The commentary to the Charter also mentions that the Convention on Human Rights and Biomedicine (note that is has not been ratified by Italy) does not explicitly contain any special provision related to the prohibition of eugenics. However Article 12 of the CHRB states that
[t]ests which are predictive of genetic diseases or which serve either to identify the subject as a carrier of a gene responsible for a disease or to detect a genetic predisposition or susceptibility to a disease may be performed only for health purposes or for scientific research linked to health purposes, and subject to appropriate genetic counselling.
The Explanatory Report of the CHRB states in this regard that through the use of genetic testing it is possible to identify with great precision whether a person carries specific genes for major single gene disorders or not. This document for example mentions as a targeted disease  cystic fibrosis. On the other hand, due to concerns related to the use of genetic testing for employment or insurrance purposes, the CRHB strictly limits the applicability of these tests to health purposes for the individual.  However the Explanatory Report also contains the following:
Article 12 as such does not imply any limitation of the right to carry out diagnostic interventions at the embryonic stage to find out whether an embryo carries hereditary traits that will lead to serious diseases in the future child.

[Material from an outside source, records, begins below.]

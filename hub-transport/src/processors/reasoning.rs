//! C3: the reasoning stream processor (§4.5 "Reasoning processor").
//!
//! Deltas accumulate. A leading `**...**` marks a titled block: it opens a
//! `CodexReasoning` tool-call on close of the marker and buffers subsequent
//! deltas as that call's content until a section break, `complete`, or
//! `abort` closes it with a `tool-call-result`. Untitled reasoning instead
//! collapses to a single `Reasoning` event on completion.

use hub_protocol::event::AgentEvent;

#[derive(Debug, Default)]
enum Mode {
    #[default]
    Empty,
    CapturingTitle,
    Titled {
        call_id: String,
    },
    Plain,
}

#[derive(Debug, Default)]
pub struct ReasoningProcessor {
    mode: Mode,
    buffer: String,
    content: String,
}

impl ReasoningProcessor {
    pub fn new() -> Self {
        Self::default()
    }

    pub fn on_delta(&mut self, delta: &str) -> Option<AgentEvent> {
        match self.mode {
            Mode::Empty => {
                self.buffer.push_str(delta);
                if self.buffer.len() < 2 && "**".starts_with(self.buffer.as_str()) {
                    // Not enough characters yet to know whether this opens a
                    // titled block; wait for the next delta.
                    None
                } else if self.buffer.starts_with("**") {
                    self.mode = Mode::CapturingTitle;
                    self.try_close_title()
                } else {
                    self.mode = Mode::Plain;
                    let text = std::mem::take(&mut self.buffer);
                    self.content.push_str(&text);
                    None
                }
            }
            Mode::CapturingTitle => {
                self.buffer.push_str(delta);
                self.try_close_title()
            }
            Mode::Titled { .. } | Mode::Plain => {
                self.content.push_str(delta);
                None
            }
        }
    }

    fn try_close_title(&mut self) -> Option<AgentEvent> {
        let rest = &self.buffer[2..];
        let end = rest.find("**")?;
        let title = rest[..end].to_string();
        let trailing = rest[end + 2..].to_string();
        let call_id = uuid::Uuid::new_v4().to_string();
        self.content = trailing;
        self.buffer.clear();
        self.mode = Mode::Titled { call_id: call_id.clone() };
        Some(AgentEvent::ToolCall {
            name: "CodexReasoning".to_string(),
            call_id,
            input: serde_json::json!({ "title": title }),
        })
    }

    /// A section break closes a titled block with `completed`; untitled
    /// reasoning has nothing to close at a section boundary.
    pub fn on_section_break(&mut self) -> Option<AgentEvent> {
        self.close(false)
    }

    /// `complete(text)` closes a titled block as `completed`, or — for
    /// untitled reasoning — publishes the single accumulated `Reasoning`
    /// event.
    pub fn on_complete(&mut self) -> Option<AgentEvent> {
        match std::mem::take(&mut self.mode) {
            Mode::Plain => {
                let text = std::mem::take(&mut self.content);
                self.reset();
                if text.is_empty() { None } else { Some(AgentEvent::Reasoning { text }) }
            }
            Mode::Titled { call_id } => self.finish(call_id, false),
            _ => {
                self.reset();
                None
            }
        }
    }

    pub fn on_abort(&mut self) -> Option<AgentEvent> {
        self.close(true)
    }

    fn close(&mut self, aborted: bool) -> Option<AgentEvent> {
        match std::mem::take(&mut self.mode) {
            Mode::Titled { call_id } => self.finish(call_id, aborted),
            _ => {
                self.reset();
                None
            }
        }
    }

    fn finish(&mut self, call_id: String, aborted: bool) -> Option<AgentEvent> {
        let content = std::mem::take(&mut self.content);
        self.reset();
        Some(AgentEvent::ToolCallResult {
            call_id,
            output: serde_json::Value::String(content),
            is_error: Some(aborted),
        })
    }

    fn reset(&mut self) {
        self.buffer.clear();
        self.content.clear();
        self.mode = Mode::Empty;
    }
}

#[cfg(test)]
mod tests {
    #![allow(clippy::unwrap_used, clippy::expect_used)]
    use super::*;

    #[test]
    fn untitled_reasoning_collapses_to_one_event_on_complete() {
        let mut p = ReasoningProcessor::new();
        assert!(p.on_delta("thinking about ").is_none());
        assert!(p.on_delta("the problem").is_none());
        let event = p.on_complete().unwrap();
        assert!(matches!(event, AgentEvent::Reasoning { text } if text == "thinking about the problem"));
    }

    #[test]
    fn titled_reasoning_opens_tool_call_and_closes_on_complete() {
        let mut p = ReasoningProcessor::new();
        let opened = p.on_delta("**Plan**body text").unwrap();
        let call_id = match opened {
            AgentEvent::ToolCall { name, call_id, input } => {
                assert_eq!(name, "CodexReasoning");
                assert_eq!(input["title"], "Plan");
                call_id
            }
            other => panic!("unexpected: {other:?}"),
        };
        assert!(p.on_delta(" more").is_none());
        let closed = p.on_complete().unwrap();
        match closed {
            AgentEvent::ToolCallResult { call_id: closed_id, output, is_error } => {
                assert_eq!(closed_id, call_id);
                assert_eq!(output, serde_json::json!("body text more"));
                assert_eq!(is_error, Some(false));
            }
            other => panic!("unexpected: {other:?}"),
        }
    }

    #[test]
    fn abort_marks_titled_result_as_error() {
        let mut p = ReasoningProcessor::new();
        p.on_delta("**Step**doing it").unwrap();
        let closed = p.on_abort().unwrap();
        assert!(matches!(closed, AgentEvent::ToolCallResult { is_error: Some(true), .. }));
    }

    #[test]
    fn title_split_across_multiple_deltas_still_detected() {
        let mut p = ReasoningProcessor::new();
        assert!(p.on_delta("*").is_none());
        assert!(p.on_delta("*Ti").is_none());
        let opened = p.on_delta("tle**rest").unwrap();
        assert!(matches!(opened, AgentEvent::ToolCall { .. }));
    }
}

It is therefore possbile to provide someone the possibility of preimplantation genetic test with due regard to other provisions of the CHRB and, of course, the ECHR. Contrary to Puppinck's arguments, we cannot conclude that a right to eugenics has been formulated in the judgment since the possibility of preimplantation genetic screening can be legal and can comply with human rights protection guarantees.[2]

2) To determine whether the Court did not take into account the principles underlying the Italian law, such the protection of the embryo, we shall rely on the relevant part of the judgment where the ECtHR stressed that the concept of "child", mentioned by the Government as the basis for the necessity for the intervention posed by the legislation, can not be equated to that of "embryo". It further expressed its doubts on how
the protection of the interests [of the child] is consistent with the possibility for the applicants to conduct a therapeutic abortion when the foetus is sick, especially given that this entails both the foetus, whose development is obviously more advanced than an embryo's, the parents, particularly the woman
It is clear from the Court's reasoning that it applied a differentiated approach concerning the status of the unborn.A child is entilted to full legal protection, the foetus and the embryo may, depending on the decision of the states within their margin of apprection, enjoy a lower lever, but due to Explanatory Report of the CHRB it shall be entilted to certain guarantess.[3] In this respect, the Court noted that due to inconsistencies in the Italian legal system, the foetus is less protected than the embryo. This cannot be construed as disregarding the protection of the embryo, rather the Court pointed out a serious differenciation which lacks objective grounds.

[1] The ECLJ intervened as a third party in the procedure before the court and submitted an amicus curiae as well.
[2] It shall be noted, however, that Article 2 (2a) of the Additional Protocol to the Convention on Human Rights and Biomedicine, concerning Genetic Testing for Health Purposes (which has not yet came into force) excludes from its scope genetic tests on the human embryo and foetus.
[3] Paragraph 19 states that "it was acknowledged that it was a generally accepted principle that human dignity and the identity of the human being had to be respected as soon as life began".